Of note, while adjustment for community-level factors examined in this study seemed to account for most of the COVID-19 disparities in Latino communities, disparities among Black communities largely persisted. This finding highlights the need for further research to understand the key drivers of higher case and death rates in Black communities. One potential reason may be poor access to high-quality care, such as delayed access to diagnostic testing.18 , 19 Other important reasons may be related to longstanding issues of structural racism and systemic inequities among the Black community, which can contribute to higher rates of morbidity and mortality among people of color.20 , 21 Neighborhood segregation in dense living areas and poor living environments, such as greater exposure to air pollution,22, 23, 24 may also be playing an important role.
4.1. Limitations
There are important limitations to this study. First, individual-level data by race/ethnicity and other socioeconomic variables are not currently publicly available across all US counties. Therefore, we are limited to community-level analyses, which may be subject to ecological fallacy. However, our findings closely match individual-level disparities reported in studies that used patient-level data.25 , 26 Second, currently not all states report COVID-19 testing data by race.27 Given the evidence of racial and ethnic disparities in diagnostic testing access,18 it is possible that our study is underestimating disparities in case rates.
5. Conclusion
Across U.S. counties, there are significant racial and ethnic disparities in COVID-19 case rates and mortality rates.
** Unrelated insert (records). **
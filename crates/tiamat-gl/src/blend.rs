//! Composite modes and their device blend factors.
//!
//! All factors assume premultiplied-alpha sources (Porter-Duff operators).

/// Device blend factor.
#[derive(Debug, Copy, Clone, Eq, PartialEq, Hash)]
pub enum BlendFactor {
    Zero,
    One,
    SrcAlpha,
    DstAlpha,
    OneMinusSrcAlpha,
    OneMinusDstAlpha,
}

/// How new pixels combine with the framebuffer contents.
#[derive(Debug, Copy, Clone, Default, Eq, PartialEq, Hash)]
pub enum CompositeMode {
    #[default]
    SourceOver,
    Clear,
    Copy,
    Destination,
    DestinationOver,
    SourceIn,
    DestinationIn,
    SourceOut,
    DestinationOut,
    SourceAtop,
    DestinationAtop,
    Xor,
    /// Additive (`src + dst`).
    Lighter,
}

impl CompositeMode {
    /// Returns the `(source, destination)` factor pair for this mode.
    pub const fn factors(self) -> (BlendFactor, BlendFactor) {
        use BlendFactor::*;

        match self {
            Self::Clear => (Zero, Zero),
            Self::Copy => (One, Zero),
            Self::Destination => (Zero, One),
            Self::SourceOver => (One, OneMinusSrcAlpha),
            Self::DestinationOver => (OneMinusDstAlpha, One),
            Self::SourceIn => (DstAlpha, Zero),
            Self::DestinationIn => (Zero, SrcAlpha),
            Self::SourceOut => (OneMinusDstAlpha, Zero),
            Self::DestinationOut => (Zero, OneMinusSrcAlpha),
            Self::SourceAtop => (DstAlpha, OneMinusSrcAlpha),
            Self::DestinationAtop => (OneMinusDstAlpha, SrcAlpha),
            Self::Xor => (OneMinusDstAlpha, OneMinusSrcAlpha),
            Self::Lighter => (One, One),
        }
    }
}
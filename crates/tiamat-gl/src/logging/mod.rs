//! Logger setup for binaries and tests built on this crate.
//!
//! The crate itself only talks to the `log` facade. Levels used:
//! - `debug`: resource creation/deletion, context resets
//! - `trace`: state changes suppressed by the cache
//! - `warn`: queries whose dispatch failed
//! - `error`: the device refused to allocate a name

mod init;

pub use init::{init_logging, LoggingConfig};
Important community-level factors—like crowded housing, recent immigrant status, low-level of educational attainment, and public transportation use—are significantly associated with higher COVID-19 case and/or death rates within communities. While these factors explain the disparities among Latino communities, further research is needed to understand how socioeconomic factors, as well as structural inequities and racism, have contributed to the higher burden of COVID-19 in Black communities.
Declaration of competing interest
The authors declare that they have no known competing financial interests or personal relationships that could have appeared to influence the work reported in this paper.